'''

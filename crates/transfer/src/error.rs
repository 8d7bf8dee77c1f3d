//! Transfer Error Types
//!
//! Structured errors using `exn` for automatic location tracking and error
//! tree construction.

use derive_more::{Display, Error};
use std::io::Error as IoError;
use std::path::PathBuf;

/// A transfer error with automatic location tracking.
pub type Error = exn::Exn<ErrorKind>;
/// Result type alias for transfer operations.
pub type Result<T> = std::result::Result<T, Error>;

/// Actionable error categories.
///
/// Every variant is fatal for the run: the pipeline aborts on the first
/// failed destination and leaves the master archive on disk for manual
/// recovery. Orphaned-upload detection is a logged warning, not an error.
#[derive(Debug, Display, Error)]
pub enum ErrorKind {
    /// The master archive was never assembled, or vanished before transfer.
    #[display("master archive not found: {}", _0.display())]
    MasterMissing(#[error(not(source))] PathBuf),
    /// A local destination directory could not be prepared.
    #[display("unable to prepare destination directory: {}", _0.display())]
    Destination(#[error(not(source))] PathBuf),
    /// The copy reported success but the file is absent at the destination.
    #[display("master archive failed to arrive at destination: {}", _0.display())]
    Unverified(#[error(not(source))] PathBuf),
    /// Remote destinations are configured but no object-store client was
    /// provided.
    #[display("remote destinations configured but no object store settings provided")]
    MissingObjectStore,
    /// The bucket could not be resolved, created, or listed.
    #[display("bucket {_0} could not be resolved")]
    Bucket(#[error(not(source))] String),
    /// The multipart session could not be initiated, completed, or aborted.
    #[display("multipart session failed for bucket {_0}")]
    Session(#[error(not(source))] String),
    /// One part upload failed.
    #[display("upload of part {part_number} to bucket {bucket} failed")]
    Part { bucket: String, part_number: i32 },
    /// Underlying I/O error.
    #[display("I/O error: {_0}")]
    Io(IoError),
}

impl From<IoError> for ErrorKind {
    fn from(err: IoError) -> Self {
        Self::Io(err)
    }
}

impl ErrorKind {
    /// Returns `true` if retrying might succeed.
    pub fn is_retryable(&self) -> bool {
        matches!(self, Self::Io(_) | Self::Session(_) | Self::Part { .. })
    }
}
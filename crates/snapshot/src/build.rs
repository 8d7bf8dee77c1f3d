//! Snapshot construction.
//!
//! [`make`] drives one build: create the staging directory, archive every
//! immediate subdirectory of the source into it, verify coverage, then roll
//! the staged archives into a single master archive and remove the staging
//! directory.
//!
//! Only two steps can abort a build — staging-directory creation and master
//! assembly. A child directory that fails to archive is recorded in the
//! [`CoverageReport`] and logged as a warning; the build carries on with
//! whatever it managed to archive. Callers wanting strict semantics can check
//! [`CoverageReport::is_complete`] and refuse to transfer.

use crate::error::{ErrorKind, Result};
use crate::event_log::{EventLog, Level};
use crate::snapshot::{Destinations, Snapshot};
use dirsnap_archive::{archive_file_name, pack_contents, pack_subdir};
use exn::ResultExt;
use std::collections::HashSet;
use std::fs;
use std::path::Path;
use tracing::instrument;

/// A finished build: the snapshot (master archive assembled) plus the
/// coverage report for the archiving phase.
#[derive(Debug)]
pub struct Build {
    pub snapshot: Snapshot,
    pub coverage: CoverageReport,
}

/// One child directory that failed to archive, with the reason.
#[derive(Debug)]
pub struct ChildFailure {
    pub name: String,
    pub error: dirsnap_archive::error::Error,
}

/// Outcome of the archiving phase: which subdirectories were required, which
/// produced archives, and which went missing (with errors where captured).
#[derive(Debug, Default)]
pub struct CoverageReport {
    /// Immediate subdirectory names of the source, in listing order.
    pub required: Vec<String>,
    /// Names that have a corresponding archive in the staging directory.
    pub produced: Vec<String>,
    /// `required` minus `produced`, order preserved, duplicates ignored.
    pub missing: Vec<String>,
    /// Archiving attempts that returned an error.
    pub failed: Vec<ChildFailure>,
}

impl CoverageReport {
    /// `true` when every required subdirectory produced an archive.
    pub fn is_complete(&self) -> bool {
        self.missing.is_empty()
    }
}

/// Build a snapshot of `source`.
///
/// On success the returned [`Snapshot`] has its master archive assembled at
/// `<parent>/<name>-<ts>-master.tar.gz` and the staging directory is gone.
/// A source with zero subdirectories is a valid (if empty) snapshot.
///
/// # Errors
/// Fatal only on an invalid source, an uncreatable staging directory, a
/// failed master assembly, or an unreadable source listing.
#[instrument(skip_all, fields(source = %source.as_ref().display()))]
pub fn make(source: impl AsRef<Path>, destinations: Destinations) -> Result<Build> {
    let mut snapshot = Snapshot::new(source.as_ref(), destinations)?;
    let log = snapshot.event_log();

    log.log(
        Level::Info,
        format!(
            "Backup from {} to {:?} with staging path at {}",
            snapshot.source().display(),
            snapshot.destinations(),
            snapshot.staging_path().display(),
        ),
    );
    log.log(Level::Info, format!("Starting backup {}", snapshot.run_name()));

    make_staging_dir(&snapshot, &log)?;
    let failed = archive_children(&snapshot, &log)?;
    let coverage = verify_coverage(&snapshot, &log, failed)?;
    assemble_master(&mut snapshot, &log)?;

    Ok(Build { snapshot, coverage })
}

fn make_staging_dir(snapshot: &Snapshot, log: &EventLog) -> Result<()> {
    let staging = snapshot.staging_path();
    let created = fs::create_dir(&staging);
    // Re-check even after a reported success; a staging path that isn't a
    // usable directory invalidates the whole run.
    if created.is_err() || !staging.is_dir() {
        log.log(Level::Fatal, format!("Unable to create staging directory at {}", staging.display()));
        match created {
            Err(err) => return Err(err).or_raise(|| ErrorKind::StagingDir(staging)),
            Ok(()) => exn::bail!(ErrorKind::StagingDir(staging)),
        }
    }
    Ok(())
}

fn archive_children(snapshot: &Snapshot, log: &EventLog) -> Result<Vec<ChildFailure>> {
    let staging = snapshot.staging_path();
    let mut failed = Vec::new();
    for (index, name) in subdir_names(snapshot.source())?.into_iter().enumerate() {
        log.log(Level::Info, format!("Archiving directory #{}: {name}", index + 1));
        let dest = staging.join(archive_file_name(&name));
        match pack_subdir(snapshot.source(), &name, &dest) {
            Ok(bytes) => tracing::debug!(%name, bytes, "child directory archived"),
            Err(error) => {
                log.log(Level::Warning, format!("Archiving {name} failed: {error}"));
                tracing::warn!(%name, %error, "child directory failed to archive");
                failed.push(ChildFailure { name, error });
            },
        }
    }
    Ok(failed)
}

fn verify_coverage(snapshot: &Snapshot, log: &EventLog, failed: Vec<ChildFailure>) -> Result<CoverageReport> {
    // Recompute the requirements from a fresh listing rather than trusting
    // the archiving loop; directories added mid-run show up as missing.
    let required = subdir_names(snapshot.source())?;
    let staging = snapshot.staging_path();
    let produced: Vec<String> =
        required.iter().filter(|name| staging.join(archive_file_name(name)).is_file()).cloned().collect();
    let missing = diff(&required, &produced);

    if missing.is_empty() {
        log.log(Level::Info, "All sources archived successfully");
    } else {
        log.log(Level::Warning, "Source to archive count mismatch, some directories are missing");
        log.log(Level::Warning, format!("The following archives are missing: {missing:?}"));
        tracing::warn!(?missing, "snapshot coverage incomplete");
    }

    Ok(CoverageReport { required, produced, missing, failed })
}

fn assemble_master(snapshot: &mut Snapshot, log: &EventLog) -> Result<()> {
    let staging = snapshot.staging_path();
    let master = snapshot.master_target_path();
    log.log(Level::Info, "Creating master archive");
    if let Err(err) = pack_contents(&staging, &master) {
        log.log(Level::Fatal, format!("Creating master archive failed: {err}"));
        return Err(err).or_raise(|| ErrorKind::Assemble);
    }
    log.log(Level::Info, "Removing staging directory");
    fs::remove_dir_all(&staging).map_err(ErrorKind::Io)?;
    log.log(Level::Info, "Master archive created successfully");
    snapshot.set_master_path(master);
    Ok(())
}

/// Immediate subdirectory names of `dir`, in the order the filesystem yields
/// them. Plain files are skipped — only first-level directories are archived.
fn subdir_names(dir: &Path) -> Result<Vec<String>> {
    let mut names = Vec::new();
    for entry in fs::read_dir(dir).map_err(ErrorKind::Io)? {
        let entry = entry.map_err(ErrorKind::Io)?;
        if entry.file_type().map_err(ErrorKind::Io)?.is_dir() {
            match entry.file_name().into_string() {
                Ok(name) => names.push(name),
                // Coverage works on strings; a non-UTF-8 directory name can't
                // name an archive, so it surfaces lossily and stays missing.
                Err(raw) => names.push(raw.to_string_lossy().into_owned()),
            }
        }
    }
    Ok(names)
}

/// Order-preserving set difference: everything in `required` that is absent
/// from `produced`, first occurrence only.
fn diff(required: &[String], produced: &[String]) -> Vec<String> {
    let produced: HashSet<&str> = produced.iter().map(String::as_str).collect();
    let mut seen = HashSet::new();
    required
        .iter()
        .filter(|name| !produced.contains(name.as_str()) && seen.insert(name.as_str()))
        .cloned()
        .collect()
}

'''

▸ WORK INSTRUCTIONS: Every line from the first entry to the line containing "use std::path::PathBuf;" should be transcribed exactly, and nothing beyond it.

▸ SOLUTION FOR THIS TASK:
filename crates/transfer/src/error.rs
repository 8d7bf8dee77c1f3d
//! Transfer Error Types
//!
//! Structured errors using `exn` for automatic location tracking and error
//! tree construction.

use derive_more::{Display, Error};
use std::io::Error as IoError;
use std::path::PathBuf;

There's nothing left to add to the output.